Stefano Migliorini, CEO di THOK E-Bikes, ci dà il suo punto di vista sull’incredibile situazione in cui si trova oggi l’industria della bicicletta. Un mercato sovra-sollecitato che deve affrontare una domanda superiore all’offerta. Quali le conseguenze? E soprattutto, quale il futuro, in questo contesto senza precedenti?

Com’è stato il 2020 per THOK?

Stefano Migliorini – CEO di THOK

Un anno molto impegnativo per ovvi motivi, un anno di crescita per THOK, dove siamo riusciti a capitalizzare il lavoro fatto fino ad oggi ed a continuare con incrementi costanti. Va detto che siamo un’azienda giovane, con poco più di tre anni di vita. Il 2020 ha chiuso con un’ulteriore crescita rispetto al 2019. Abbiamo presentato due nuove bici THOK e due nuove bici DUCATI, abbiamo aperto nuovi mercati, come la Germania, ed abbiamo implementato la struttura interna della nostra azienda. Certo, in tutto questo ha giocato l’aumento della domanda del prodotto, indubbiamente molto alta, che però è dovuta solo in parte alla pandemia.
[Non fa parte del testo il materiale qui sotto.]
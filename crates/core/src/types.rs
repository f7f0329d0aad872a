use std::{fmt, sync::LazyLock};

use regex::Regex;
use serde::{Deserialize, Deserializer, Serialize};

use crate::provider::ProviderKind;

pub const MAX_TAKEAWAYS: usize = 3;

static VIDEO_URL_PATTERNS: LazyLock<[Regex; 3]> = LazyLock::new(|| {
    [
        Regex::new(r"[?&]v=([A-Za-z0-9_-]+)").expect("valid watch regex"),
        Regex::new(r"/shorts/([A-Za-z0-9_-]+)").expect("valid shorts regex"),
        Regex::new(r"youtu\.be/([A-Za-z0-9_-]+)").expect("valid short link regex"),
    ]
});

static BARE_VIDEO_ID: LazyLock<Regex> =
    LazyLock::new(|| Regex::new(r"^[A-Za-z0-9_-]+$").expect("valid video id regex"));

/// Opaque video token. Cache key and input to extraction.
#[derive(Clone, Debug, PartialEq, Eq, Hash, Serialize, Deserialize)]
#[serde(transparent)]
pub struct VideoId(String);

impl VideoId {
    pub fn new(id: impl Into<String>) -> Self {
        Self(id.into())
    }

    /// Accepts a bare id or a `watch?v=`, `/shorts/` or `youtu.be/` URL.
    pub fn parse(input: &str) -> Option<Self> {
        let input = input.trim();
        if input.is_empty() {
            return None;
        }

        if BARE_VIDEO_ID.is_match(input) {
            return Some(Self::new(input));
        }

        if !input.contains("youtube.com") && !input.contains("youtu.be") {
            return None;
        }

        VIDEO_URL_PATTERNS
            .iter()
            .find_map(|re| re.captures(input))
            .map(|caps| Self::new(&caps[1]))
    }

    pub fn as_str(&self) -> &str {
        &self.0
    }
}

impl fmt::Display for VideoId {
    fn fmt(&self, f: &mut fmt::Formatter<'_>) -> fmt::Result {
        f.write_str(&self.0)
    }
}

#[derive(Clone, Copy, Debug, PartialEq, Eq, Serialize, Deserialize)]
#[serde(rename_all = "snake_case")]
pub enum TranscriptSource {
    Innertube,
    PageScrape,
    None,
}

impl fmt::Display for TranscriptSource {
    fn fmt(&self, f: &mut fmt::Formatter<'_>) -> fmt::Result {
        match self {
            TranscriptSource::Innertube => write!(f, "innertube"),
            TranscriptSource::PageScrape => write!(f, "page_scrape"),
            TranscriptSource::None => write!(f, "none"),
        }
    }
}

/// Outcome of transcript extraction. `available` holds iff `text` is non-empty.
#[derive(Clone, Debug, PartialEq, Eq, Serialize)]
pub struct TranscriptResult {
    text: Option<String>,
    available: bool,
    source: TranscriptSource,
    error: Option<String>,
}

impl TranscriptResult {
    pub fn found(text: impl Into<String>, source: TranscriptSource) -> Self {
        let text = text.into();
        if text.trim().is_empty() {
            return Self::unavailable(Some("transcript was empty".to_string()));
        }

        Self {
            text: Some(text),
            available: true,
            source,
            error: None,
        }
    }

    pub fn unavailable(error: Option<String>) -> Self {
        Self {
            text: None,
            available: false,
            source: TranscriptSource::None,
            error,
        }
    }

    pub fn text(&self) -> Option<&str> {
        self.text.as_deref()
    }

    pub fn available(&self) -> bool {
        self.available
    }

    pub fn source(&self) -> TranscriptSource {
        self.source
    }

    pub fn error(&self) -> Option<&str> {
        self.error.as_deref()
    }
}

#[derive(Clone, Debug, Default, PartialEq, Eq, Serialize, Deserialize)]
#[serde(rename_all = "camelCase", default)]
pub struct VideoMetadata {
    pub title: Option<String>,
    pub channel: Option<String>,
    pub description: Option<String>,
    /// Seconds.
    pub duration: Option<u64>,
    pub view_count: Option<u64>,
}

/// Summary as it arrives at a boundary: free text or a bullet list.
#[derive(Clone, Debug, PartialEq, Eq, Serialize, Deserialize)]
#[serde(untagged)]
pub enum SummaryBody {
    Text(String),
    Bullets(Vec<String>),
}

impl SummaryBody {
    /// Canonical form: a list of non-empty, trimmed points.
    pub fn into_bullets(self) -> Vec<String> {
        let items = match self {
            SummaryBody::Text(text) => vec![text],
            SummaryBody::Bullets(items) => items,
        };

        items
            .into_iter()
            .map(|item| item.trim().to_string())
            .filter(|item| !item.is_empty())
            .collect()
    }
}

fn deserialize_summary_body<'de, D>(deserializer: D) -> Result<Vec<String>, D::Error>
where
    D: Deserializer<'de>,
{
    Ok(SummaryBody::deserialize(deserializer)?.into_bullets())
}

fn deserialize_takeaways<'de, D>(deserializer: D) -> Result<Vec<String>, D::Error>
where
    D: Deserializer<'de>,
{
    let mut takeaways = Option::<Vec<String>>::deserialize(deserializer)?.unwrap_or_default();
    takeaways.truncate(MAX_TAKEAWAYS);
    Ok(takeaways)
}

/// The unit persisted by the cache and returned to callers.
#[derive(Clone, Debug, PartialEq, Eq, Serialize, Deserialize)]
#[serde(rename_all = "camelCase")]
pub struct SummaryResult {
    #[serde(deserialize_with = "deserialize_summary_body")]
    pub summary: Vec<String>,
    #[serde(default, deserialize_with = "deserialize_takeaways")]
    pub takeaways: Vec<String>,
    #[serde(default)]
    pub disclaimer: Option<String>,
    pub provider: ProviderKind,
    #[serde(default)]
    pub metadata: VideoMetadata,
    #[serde(default)]
    pub has_transcript: bool,
    #[serde(default)]
    pub from_cache: bool,
}

impl SummaryResult {
    pub fn new(
        summary: SummaryBody,
        mut takeaways: Vec<String>,
        disclaimer: Option<String>,
        provider: ProviderKind,
        metadata: VideoMetadata,
        has_transcript: bool,
    ) -> Self {
        takeaways.truncate(MAX_TAKEAWAYS);
        Self {
            summary: summary.into_bullets(),
            takeaways,
            disclaimer,
            provider,
            metadata,
            has_transcript,
            from_cache: false,
        }
    }
}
Quanto ha impattato la pandemia sull’azienda?

Il COVID ha complicato le cose soprattutto dal punto di vista produttivo, creando la difficoltà di attingere con regolarità ai componenti; al contempo ha creato delle grosse opportunità per tutte le aziende del nostro settore. Noi abbiamo cercato delle alternative di fornitura, ma è chiaro che le varie problematiche di consegna e logistica le hanno un po’ tutti, non solo i nostri fornitori abituali. La maggiore difficoltà è stata quella di rispettare la grossa domanda che si è creata dopo il lockdown e soprattutto di restare fedeli alla nostra politica commerciale omni-channel. Di positivo c’è che la gente ha riscoperto l’attività all’aria aperta. Non mi era mai capitato di trovare così tante persone in bici, a camminare, a pulire sentieri ed aprire nuovi trails.

La TK01 R, ad esempio, si è venduta in pronta consegna. Una cosa che oggi sembra impensabile; il segreto?

Abbiamo aspettato di avere in casa le TK01 R prima di lanciarle sul mercato. Volevamo essere sicuri che non ci fossero intoppi che ci costringessero a rimandare la data di consegna. Negli ultimi mesi acquistare la bici dei desideri ha significato, per molti consumatori, affrontare tempi di attesa biblici. E’ frustrante, anche se l’utenza ha cominciato ad abituarsi. Volevamo che fosse tutto come prima quando per acquistare una THOK entravi sul sito o in un THOK Point, sceglievi modello e taglia e nel giro di un paio di giorni l’avevi in casa. Volevamo regalare un sogno. Ed è stata una buona idea, molto apprezzata. Adotteremo questa procedura anche per i prossimi lanci previsti per il 2021 perché ne avremo altri…

Cosa prevedete per il 2021-2022?

Lo staff di THOK

Il Covid ha portato tante persone a scoprire la natura e l’attività outdoor. Con le e-bikes possono muoversi e fare attività in modo facile e divertente. Noi di THOK prevediamo un piano di crescita importante fino al 2025, pari ad un 25% all’anno, poi ci stabilizzeremo. Più in generale, penso che ci sarà anche nel 2021/2022 una grossa domanda di prodotto. Noi introdurremo nuovi modelli e ottimizzeremo ulteriormente la nostra politica di vendita. Ritengo che quando il mercato si sarà stabilizzato la crescita generale del mercato bike sarà stata pari al 25/30%. Per contro, purtroppo, il Covid avrà anche effetti negativi sul nostro settore: temo che non sia ancora arrivato il momento più difficile. Complicazioni importanti potrebbero generarsi in un prossimo futuro, che non conosciamo ad oggi. Penso ad esempio alla mancanza di materia prima come l’alluminio o altri materiali con cui sono costruiti i telai, ma temo anche ulteriori difficoltà nella gestione della logistica, per effetto del virus, su scala mondiale. Al tempo stesso la tecnologia sta correndo ai ripari e vedremo sicuramente arrivare sul mercato anche nuovi materiali e nuovi procedimenti di costruzione.